▶ _TASK TO COMPLETE_: For this exercise, report every line of the material that includes "message".

▶ _RECORDS SHOWN_:
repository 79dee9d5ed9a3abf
use poem::http::StatusCode;
use poem_openapi::payload::Json;

use business::domain::execution::errors::ExecutionError;

use crate::api::error::{ErrorResponse, IntoErrorResponse};

impl IntoErrorResponse for ExecutionError {
    fn into_error_response(self) -> (StatusCode, Json<ErrorResponse>) {
        let (status, name, message) = match &self {
            ExecutionError::EmptyInput => (
                StatusCode::BAD_REQUEST,
                "ValidationError",
                "execution.empty_input",
            ),
            ExecutionError::InvalidTimeout { .. } => (
                StatusCode::BAD_REQUEST,
                "ValidationError",
                "execution.invalid_timeout",
            ),
            ExecutionError::Launch { .. } => (
                StatusCode::INTERNAL_SERVER_ERROR,
                "InternalError",
                "execution.launch_failed",
            ),
            ExecutionError::Timeout { .. } => (
                StatusCode::INTERNAL_SERVER_ERROR,
                "InternalError",
                "execution.timeout",
            ),
            ExecutionError::CommandFailed { .. } => (
                StatusCode::INTERNAL_SERVER_ERROR,
                "InternalError",
                "execution.command_failed",
            ),
            ExecutionError::RemoteFailed { .. } => (
                StatusCode::INTERNAL_SERVER_ERROR,
                "InternalError",
                "execution.remote_failed",
            ),
            ExecutionError::Transport { .. } => (
                StatusCode::INTERNAL_SERVER_ERROR,
                "InternalError",
                "execution.transport_failed",
            ),
            ExecutionError::Repository(_) => (
                StatusCode::INTERNAL_SERVER_ERROR,
                "InternalError",
                "repository.persistence",
            ),
        };

        (
            status,
            Json(ErrorResponse {
                name: name.to_string(),
                message: message.to_string(),
            }),
        )
    }
}
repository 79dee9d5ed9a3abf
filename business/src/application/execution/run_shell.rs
use std::sync::Arc;
use std::time::Instant;

use async_trait::async_trait;

use crate::domain::execution::errors::ExecutionError;
use crate::domain::execution::executor::ShellExecutor;
use crate::domain::execution::model::{ExecutionOutput, ExecutionRecord};
use crate::domain::execution::repository::ExecutionLogRepository;
use crate::domain::execution::use_cases::run_shell::{RunShellParams, RunShellUseCase};
use crate::domain::logger::Logger;

pub struct RunShellUseCaseImpl {
    pub executor: Arc<dyn ShellExecutor>,
    pub repository: Arc<dyn ExecutionLogRepository>,
    pub logger: Arc<dyn Logger>,
}

#[async_trait]
impl RunShellUseCase for RunShellUseCaseImpl {
    async fn execute(&self, params: RunShellParams) -> Result<ExecutionOutput, ExecutionError> {
        self.logger.info(&format!(
            "Running local {} for '{}'",
            params.job.input.kind(),
            params.routing_key
        ));

        let started = Instant::now();
        let outcome = self.executor.run(&params.job).await;
        let duration_ms = started.elapsed().as_millis() as i64;

        let record =
            ExecutionRecord::capture(params.routing_key, &params.job, &outcome, duration_ms);

        // The audit trail is best effort: a write failure must never turn a
        // finished execution into an error.
        if let Err(err) = self.repository.save(&record).await {
            self.logger
                .warn(&format!("Execution {} not recorded: {}", record.id, err));
        }

        match &outcome {
            Ok(_) => self.logger.info(&format!(
                "Execution {} succeeded in {}ms",
                record.id, duration_ms
            )),
            Err(err) => self
                .logger
                .warn(&format!("Execution {} failed: {}", record.id, err)),
        }

        outcome
    }
}
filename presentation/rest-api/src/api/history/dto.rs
use chrono::{DateTime, Utc};
use poem_openapi::Object;

use business::domain::execution::model::ExecutionRecord;

#[derive(Debug, Clone, Object)]
pub struct ExecutionRecordResponse {
    /// Execution unique identifier
    pub id: String,
    /// Audit routing key (caller principal or target host)
    pub routing_key: String,
    /// "command" or "script"
    pub kind: String,
    /// Command line or script content that was executed
    pub command: String,
    /// "succeeded" or "failed"
    pub status: String,
    /// Failure detail
    #[oai(skip_serializing_if_is_none)]
    pub error: Option<String>,
    /// Wall-clock duration in milliseconds
    pub duration_ms: i64,
    /// When the execution finished
    pub created_at: DateTime<Utc>,
}

impl From<ExecutionRecord> for ExecutionRecordResponse {
    fn from(record: ExecutionRecord) -> Self {
        Self {
            id: record.id.to_string(),
            routing_key: record.routing_key,
            kind: record.kind.to_string(),
            command: record.command,
            status: record.status.to_string(),
            error: record.error,
            duration_ms: record.duration_ms,
            created_at: record.created_at,
        }
    }
}
pub mod db;
pub mod execution {
    pub mod entity;
    pub mod repository;
}
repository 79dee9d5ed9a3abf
pub mod dto;
pub mod routes;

▶ _REPLY_:
        let (status, name, message) = match &self {
                message: message.to_string(),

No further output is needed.